§ **PROVIDED RECORDS**
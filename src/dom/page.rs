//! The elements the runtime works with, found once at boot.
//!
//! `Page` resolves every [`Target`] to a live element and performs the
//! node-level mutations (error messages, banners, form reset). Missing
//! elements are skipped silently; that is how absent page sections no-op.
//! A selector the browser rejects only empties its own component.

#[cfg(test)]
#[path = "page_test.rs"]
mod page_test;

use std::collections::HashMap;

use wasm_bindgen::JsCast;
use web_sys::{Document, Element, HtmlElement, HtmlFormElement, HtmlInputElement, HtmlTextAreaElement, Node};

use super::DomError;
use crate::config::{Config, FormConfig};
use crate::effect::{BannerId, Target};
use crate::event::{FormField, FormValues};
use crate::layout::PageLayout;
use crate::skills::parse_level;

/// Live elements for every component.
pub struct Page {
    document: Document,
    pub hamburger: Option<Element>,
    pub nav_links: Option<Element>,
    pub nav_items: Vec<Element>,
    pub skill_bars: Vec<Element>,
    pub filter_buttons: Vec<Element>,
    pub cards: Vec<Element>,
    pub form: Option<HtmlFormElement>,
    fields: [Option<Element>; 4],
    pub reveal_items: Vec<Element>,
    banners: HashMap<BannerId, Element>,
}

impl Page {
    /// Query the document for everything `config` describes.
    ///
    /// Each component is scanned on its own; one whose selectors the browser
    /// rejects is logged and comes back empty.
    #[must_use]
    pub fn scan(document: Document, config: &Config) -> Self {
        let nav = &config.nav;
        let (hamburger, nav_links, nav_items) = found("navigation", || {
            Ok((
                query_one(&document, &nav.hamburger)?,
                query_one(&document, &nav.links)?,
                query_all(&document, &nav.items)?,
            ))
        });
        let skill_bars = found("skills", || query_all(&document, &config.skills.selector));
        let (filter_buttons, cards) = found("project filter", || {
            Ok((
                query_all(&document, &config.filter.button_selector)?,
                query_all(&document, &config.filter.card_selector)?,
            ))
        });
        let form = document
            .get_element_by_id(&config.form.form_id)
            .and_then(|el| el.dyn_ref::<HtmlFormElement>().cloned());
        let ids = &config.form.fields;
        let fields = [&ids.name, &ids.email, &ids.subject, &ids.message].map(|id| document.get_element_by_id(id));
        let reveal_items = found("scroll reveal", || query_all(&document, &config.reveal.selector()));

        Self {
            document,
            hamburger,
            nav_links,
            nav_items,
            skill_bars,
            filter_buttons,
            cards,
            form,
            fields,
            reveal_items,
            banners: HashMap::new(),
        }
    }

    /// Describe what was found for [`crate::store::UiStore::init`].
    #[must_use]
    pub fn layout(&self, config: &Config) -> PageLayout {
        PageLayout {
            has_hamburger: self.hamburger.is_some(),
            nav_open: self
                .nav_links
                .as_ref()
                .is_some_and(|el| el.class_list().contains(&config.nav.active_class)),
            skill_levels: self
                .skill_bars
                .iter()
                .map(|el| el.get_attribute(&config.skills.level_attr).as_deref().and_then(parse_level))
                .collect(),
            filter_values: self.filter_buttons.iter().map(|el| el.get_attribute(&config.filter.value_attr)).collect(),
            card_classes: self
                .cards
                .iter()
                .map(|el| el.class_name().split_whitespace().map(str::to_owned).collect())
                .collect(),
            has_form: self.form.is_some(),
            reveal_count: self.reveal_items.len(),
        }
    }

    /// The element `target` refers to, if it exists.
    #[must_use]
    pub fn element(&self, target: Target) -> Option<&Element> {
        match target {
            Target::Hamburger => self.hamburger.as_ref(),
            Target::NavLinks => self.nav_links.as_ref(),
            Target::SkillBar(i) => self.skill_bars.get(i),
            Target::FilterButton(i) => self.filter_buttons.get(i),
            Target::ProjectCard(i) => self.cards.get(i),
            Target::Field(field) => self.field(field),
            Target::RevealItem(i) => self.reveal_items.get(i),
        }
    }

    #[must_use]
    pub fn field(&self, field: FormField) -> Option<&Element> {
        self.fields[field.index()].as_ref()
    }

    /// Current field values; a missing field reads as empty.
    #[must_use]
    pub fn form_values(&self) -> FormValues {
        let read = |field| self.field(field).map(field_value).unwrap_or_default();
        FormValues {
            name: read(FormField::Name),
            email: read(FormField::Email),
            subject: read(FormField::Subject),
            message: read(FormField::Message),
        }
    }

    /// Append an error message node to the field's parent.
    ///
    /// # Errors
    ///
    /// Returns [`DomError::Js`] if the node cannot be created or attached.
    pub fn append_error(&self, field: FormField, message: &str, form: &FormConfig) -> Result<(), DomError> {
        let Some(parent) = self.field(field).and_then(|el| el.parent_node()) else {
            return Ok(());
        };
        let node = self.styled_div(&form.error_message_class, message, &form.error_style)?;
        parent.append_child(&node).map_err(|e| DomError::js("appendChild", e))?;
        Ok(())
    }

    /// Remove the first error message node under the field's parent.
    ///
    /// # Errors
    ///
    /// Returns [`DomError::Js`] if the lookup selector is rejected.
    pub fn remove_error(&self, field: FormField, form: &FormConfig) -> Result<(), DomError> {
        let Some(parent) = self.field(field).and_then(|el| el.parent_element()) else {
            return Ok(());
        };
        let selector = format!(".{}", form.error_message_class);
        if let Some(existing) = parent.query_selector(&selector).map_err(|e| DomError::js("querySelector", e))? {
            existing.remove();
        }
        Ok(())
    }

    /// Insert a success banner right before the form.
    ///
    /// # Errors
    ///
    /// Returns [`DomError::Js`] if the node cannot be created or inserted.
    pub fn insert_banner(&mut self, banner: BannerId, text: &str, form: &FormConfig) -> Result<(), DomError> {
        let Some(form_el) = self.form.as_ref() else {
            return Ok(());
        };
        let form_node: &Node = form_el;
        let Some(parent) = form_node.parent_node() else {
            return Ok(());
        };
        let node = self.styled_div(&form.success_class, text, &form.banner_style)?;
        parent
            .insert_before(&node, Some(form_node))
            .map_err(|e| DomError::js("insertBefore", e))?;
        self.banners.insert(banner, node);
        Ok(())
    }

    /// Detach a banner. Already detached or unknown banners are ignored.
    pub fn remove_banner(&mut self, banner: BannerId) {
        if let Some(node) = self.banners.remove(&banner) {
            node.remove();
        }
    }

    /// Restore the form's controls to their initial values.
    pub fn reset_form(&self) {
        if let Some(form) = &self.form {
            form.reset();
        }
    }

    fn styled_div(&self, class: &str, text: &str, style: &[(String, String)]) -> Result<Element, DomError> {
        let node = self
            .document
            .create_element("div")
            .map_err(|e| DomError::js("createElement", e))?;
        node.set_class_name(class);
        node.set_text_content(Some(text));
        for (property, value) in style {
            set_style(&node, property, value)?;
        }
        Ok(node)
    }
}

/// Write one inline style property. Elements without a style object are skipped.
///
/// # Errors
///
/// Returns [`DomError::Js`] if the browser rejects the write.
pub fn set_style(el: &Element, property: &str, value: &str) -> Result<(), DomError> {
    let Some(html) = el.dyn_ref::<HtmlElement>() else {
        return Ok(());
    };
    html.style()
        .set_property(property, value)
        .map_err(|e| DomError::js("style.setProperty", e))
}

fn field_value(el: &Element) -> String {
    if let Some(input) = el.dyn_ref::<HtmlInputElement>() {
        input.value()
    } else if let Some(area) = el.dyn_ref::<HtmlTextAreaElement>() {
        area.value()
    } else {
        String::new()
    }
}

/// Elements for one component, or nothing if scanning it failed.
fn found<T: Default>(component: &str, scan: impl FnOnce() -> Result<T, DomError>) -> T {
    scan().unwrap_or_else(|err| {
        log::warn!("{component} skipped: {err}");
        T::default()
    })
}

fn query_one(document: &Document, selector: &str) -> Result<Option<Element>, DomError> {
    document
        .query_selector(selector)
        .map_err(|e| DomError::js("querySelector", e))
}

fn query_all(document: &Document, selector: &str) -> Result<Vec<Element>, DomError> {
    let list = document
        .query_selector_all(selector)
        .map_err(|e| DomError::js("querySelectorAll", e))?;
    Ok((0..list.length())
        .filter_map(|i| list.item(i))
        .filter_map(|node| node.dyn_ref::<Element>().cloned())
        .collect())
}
---
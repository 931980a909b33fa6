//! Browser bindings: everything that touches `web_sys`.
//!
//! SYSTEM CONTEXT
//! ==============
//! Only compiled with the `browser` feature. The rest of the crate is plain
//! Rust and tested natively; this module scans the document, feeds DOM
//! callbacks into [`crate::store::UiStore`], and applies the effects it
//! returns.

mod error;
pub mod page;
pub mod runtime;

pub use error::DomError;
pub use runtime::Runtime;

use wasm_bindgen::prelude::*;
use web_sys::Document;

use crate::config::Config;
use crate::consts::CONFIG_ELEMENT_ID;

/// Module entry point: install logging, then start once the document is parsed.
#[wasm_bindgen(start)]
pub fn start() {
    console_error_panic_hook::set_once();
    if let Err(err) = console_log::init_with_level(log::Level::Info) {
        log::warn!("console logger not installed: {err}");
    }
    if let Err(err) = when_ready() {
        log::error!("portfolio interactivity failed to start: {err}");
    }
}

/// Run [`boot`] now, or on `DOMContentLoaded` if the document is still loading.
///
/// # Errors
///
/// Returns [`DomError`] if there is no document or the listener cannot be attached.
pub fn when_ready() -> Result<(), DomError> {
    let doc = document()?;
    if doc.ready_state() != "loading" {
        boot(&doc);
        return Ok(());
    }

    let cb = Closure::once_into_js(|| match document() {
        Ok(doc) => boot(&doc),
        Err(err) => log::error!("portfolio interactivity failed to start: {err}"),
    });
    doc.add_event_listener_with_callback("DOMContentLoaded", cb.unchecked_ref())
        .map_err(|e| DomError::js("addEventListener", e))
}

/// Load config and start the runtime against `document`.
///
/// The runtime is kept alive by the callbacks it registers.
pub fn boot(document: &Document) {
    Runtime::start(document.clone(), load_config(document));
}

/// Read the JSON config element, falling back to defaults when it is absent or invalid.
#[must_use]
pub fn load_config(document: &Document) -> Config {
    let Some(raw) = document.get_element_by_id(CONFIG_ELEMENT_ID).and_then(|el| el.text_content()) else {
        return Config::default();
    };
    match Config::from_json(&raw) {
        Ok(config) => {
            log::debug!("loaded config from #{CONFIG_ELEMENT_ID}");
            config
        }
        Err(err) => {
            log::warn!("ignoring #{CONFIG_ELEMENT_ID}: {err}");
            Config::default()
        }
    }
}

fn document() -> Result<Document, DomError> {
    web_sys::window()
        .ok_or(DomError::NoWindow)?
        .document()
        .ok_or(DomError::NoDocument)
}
---
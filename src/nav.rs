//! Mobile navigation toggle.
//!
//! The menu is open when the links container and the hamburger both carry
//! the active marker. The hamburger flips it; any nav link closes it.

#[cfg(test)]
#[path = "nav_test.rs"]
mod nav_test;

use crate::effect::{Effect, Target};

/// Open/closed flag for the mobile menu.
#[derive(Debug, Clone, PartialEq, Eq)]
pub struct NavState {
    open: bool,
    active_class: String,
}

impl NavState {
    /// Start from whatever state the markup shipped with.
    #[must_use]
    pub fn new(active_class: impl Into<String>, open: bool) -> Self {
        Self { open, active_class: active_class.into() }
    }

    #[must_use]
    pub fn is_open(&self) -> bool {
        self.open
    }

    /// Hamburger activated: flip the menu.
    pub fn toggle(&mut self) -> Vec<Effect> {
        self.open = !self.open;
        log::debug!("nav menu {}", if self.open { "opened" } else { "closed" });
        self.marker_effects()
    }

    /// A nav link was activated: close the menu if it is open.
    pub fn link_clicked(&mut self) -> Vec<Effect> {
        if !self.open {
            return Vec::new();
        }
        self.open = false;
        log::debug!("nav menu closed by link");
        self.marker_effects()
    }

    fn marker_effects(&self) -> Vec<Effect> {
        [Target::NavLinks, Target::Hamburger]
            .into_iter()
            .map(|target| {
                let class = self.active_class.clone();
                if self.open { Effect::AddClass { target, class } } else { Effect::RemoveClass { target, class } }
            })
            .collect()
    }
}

§ **AIM OF THE TASK**
Examine the listing and say how many of its lines contain the string "that". Give the number alone.

§ **TASK ANSWER**
2